Cuando empecé a trabajar no
sospechaba que podría acabar dando clases en alguna Facultad. Tenía muchos
puntos en contra y pocos a mi favor; una discapacidad muy visible que impedía
el movimiento, dificultades en el lenguaje que muchas personas pronosticaban
como un obstáculo para comunicarme con los posibles alumnos, etc.… Solo había
un factor que invalidaba esta profecía, siendo superior a cualquier valoración. Yo
procedía de unos progenitores dedicados a la enseñanza, mi madre llevaba la
marca de la tiza en la sangre —aparte de la yema de los dedos —. Esta
circunstancia junto a mi gran empeño por conseguir lo imposible, más muchas
horas de hablar sin parar, han hecho que me mantenga durante más de 10 años en
la Formación de Cursos en distintos ámbitos.
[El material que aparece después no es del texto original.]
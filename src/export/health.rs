use std::net::SocketAddr;
use std::sync::Arc;

use anyhow::{Context, Result};
use axum::extract::State;
use axum::http::StatusCode;
use axum::response::IntoResponse;
use axum::routing::get;
use axum::Router;
use prometheus::{
    Counter, CounterVec, Encoder, Gauge, Histogram, HistogramOpts, Opts, Registry, TextEncoder,
};
use tokio::net::TcpListener;
use tokio_util::sync::CancellationToken;

const NAMESPACE: &str = "taskpulse";

/// Prometheus metrics for the refresh worker.
///
/// All metrics use the "taskpulse" namespace.
pub struct HealthMetrics {
    registry: Registry,
    addr: String,
    shutdown: parking_lot::Mutex<Option<CancellationToken>>,

    /// Refresh cycles by outcome (published, unchanged, failed).
    pub refresh_cycles: CounterVec,
    /// Wall time of a refresh cycle, fetch included.
    pub refresh_duration: Histogram,
    /// Upstream requests by status (success, error).
    pub upstream_requests: CounterVec,
    pub upstream_request_duration: Histogram,
    /// Raw records received from upstream.
    pub records_fetched: Counter,
    /// Records dropped by the preprocessor.
    pub records_skipped: Counter,
    /// Records in the published snapshot.
    pub snapshot_records: Gauge,
    /// Unix time of the last published snapshot.
    pub last_refresh_timestamp: Gauge,
    /// Whether a refresh cycle is running (1=yes, 0=no).
    pub worker_refreshing: Gauge,
}

impl HealthMetrics {
    /// Creates a new health metrics instance with all metrics registered.
    pub fn new(addr: &str) -> Result<Self> {
        let registry = Registry::new();

        let refresh_cycles = CounterVec::new(
            Opts::new("refresh_cycles_total", "Total refresh cycles by outcome.")
                .namespace(NAMESPACE),
            &["outcome"],
        )?;
        let refresh_duration = Histogram::with_opts(
            HistogramOpts::new(
                "refresh_duration_seconds",
                "Refresh cycle duration in seconds.",
            )
            .namespace(NAMESPACE)
            .buckets(vec![0.05, 0.1, 0.25, 0.5, 1.0, 2.5, 5.0, 10.0, 30.0, 60.0]),
        )?;
        let upstream_requests = CounterVec::new(
            Opts::new(
                "upstream_requests_total",
                "Total upstream task requests by status.",
            )
            .namespace(NAMESPACE),
            &["status"],
        )?;
        let upstream_request_duration = Histogram::with_opts(
            HistogramOpts::new(
                "upstream_request_duration_seconds",
                "Upstream task request duration in seconds.",
            )
            .namespace(NAMESPACE)
            .buckets(vec![0.05, 0.1, 0.25, 0.5, 1.0, 2.5, 5.0, 10.0, 30.0]),
        )?;
        let records_fetched = Counter::with_opts(
            Opts::new(
                "records_fetched_total",
                "Total raw task records received from upstream.",
            )
            .namespace(NAMESPACE),
        )?;
        let records_skipped = Counter::with_opts(
            Opts::new(
                "records_skipped_total",
                "Total task records skipped due to derivation errors.",
            )
            .namespace(NAMESPACE),
        )?;
        let snapshot_records = Gauge::with_opts(
            Opts::new(
                "snapshot_records",
                "Number of task records in the published snapshot.",
            )
            .namespace(NAMESPACE),
        )?;
        let last_refresh_timestamp = Gauge::with_opts(
            Opts::new(
                "last_refresh_timestamp_seconds",
                "Unix time of the last published snapshot.",
            )
            .namespace(NAMESPACE),
        )?;
        let worker_refreshing = Gauge::with_opts(
            Opts::new(
                "worker_refreshing",
                "Whether a refresh cycle is running (1=yes, 0=no).",
            )
            .namespace(NAMESPACE),
        )?;

        registry.register(Box::new(refresh_cycles.clone()))?;
        registry.register(Box::new(refresh_duration.clone()))?;
        registry.register(Box::new(upstream_requests.clone()))?;
        registry.register(Box::new(upstream_request_duration.clone()))?;
        registry.register(Box::new(records_fetched.clone()))?;
        registry.register(Box::new(records_skipped.clone()))?;
        registry.register(Box::new(snapshot_records.clone()))?;
        registry.register(Box::new(last_refresh_timestamp.clone()))?;
        registry.register(Box::new(worker_refreshing.clone()))?;

        Ok(Self {
            registry,
            addr: addr.to_string(),
            shutdown: parking_lot::Mutex::new(None),
            refresh_cycles,
            refresh_duration,
            upstream_requests,
            upstream_request_duration,
            records_fetched,
            records_skipped,
            snapshot_records,
            last_refresh_timestamp,
            worker_refreshing,
        })
    }

    /// Encode all registered metrics in the Prometheus text format.
    pub fn gather_text(&self) -> Result<String> {
        encode(&self.registry)
    }

    /// Starts the HTTP server serving /metrics, /healthz and the routes in
    /// `api`. Returns the bound address.
    pub async fn start(&self, api: Router) -> Result<SocketAddr> {
        let addr = if self.addr.is_empty() {
            ":9090"
        } else {
            &self.addr
        };

        // Parse address, handling ":port" shorthand.
        let bind_addr = if addr.starts_with(':') {
            format!("0.0.0.0{addr}")
        } else {
            addr.to_string()
        };

        let registry = self.registry.clone();
        let app_state = Arc::new(AppState { registry });

        let app = Router::new()
            .route("/metrics", get(metrics_handler))
            .route("/healthz", get(healthz_handler))
            .with_state(app_state)
            .merge(api);

        let listener = TcpListener::bind(&bind_addr)
            .await
            .with_context(|| format!("listening on {bind_addr}"))?;

        let local_addr = listener.local_addr().context("getting local address")?;

        let cancel = CancellationToken::new();
        *self.shutdown.lock() = Some(cancel.clone());

        tokio::spawn(async move {
            tracing::info!(addr = %local_addr, "health metrics server started");

            let result = axum::serve(
                listener,
                app.into_make_service_with_connect_info::<SocketAddr>(),
            )
            .with_graceful_shutdown(async move {
                cancel.cancelled().await;
            })
            .await;

            if let Err(e) = result {
                tracing::error!(error = %e, "health metrics server error");
            }
        });

        Ok(local_addr)
    }

    /// Gracefully shuts down the health metrics server.
    pub async fn stop(&self) -> Result<()> {
        if let Some(cancel) = self.shutdown.lock().take() {
            cancel.cancel();
        }

        Ok(())
    }
}

/// Shared state for axum handlers.
struct AppState {
    registry: Registry,
}

fn encode(registry: &Registry) -> Result<String> {
    let encoder = TextEncoder::new();
    let mut buffer = Vec::new();
    encoder
        .encode(&registry.gather(), &mut buffer)
        .context("encoding metrics")?;
    String::from_utf8(buffer).context("converting metrics to string")
}

/// GET /metrics - Prometheus text format.
async fn metrics_handler(State(state): State<Arc<AppState>>) -> impl IntoResponse {
    match encode(&state.registry) {
        Ok(text) => (StatusCode::OK, text),
        Err(e) => {
            tracing::error!(error = %format!("{e:#}"), "encoding metrics");
            (
                StatusCode::INTERNAL_SERVER_ERROR,
                "encoding error".to_string(),
            )
        }
    }
}

/// GET /healthz - Simple health check.
async fn healthz_handler() -> &'static str {
    "ok"
}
Ahora diría que lo que hago me gusta y, modestia aparte, no
lo hago mal del todo. Los alumnos me entienden perfectamente, aunque siempre
hay alguno que le cuesta más “entender determinados conceptos”, al margen del
tipo de lenguaje que se emplee. Aún tengo alumnos que me reconocen por la
calle, me saludan y recuerdan por lo que aprendieron conmigo, y no por las
dificultades que tuvieron para escucharme o si en algún momento me pusieron el
ordenador en marcha.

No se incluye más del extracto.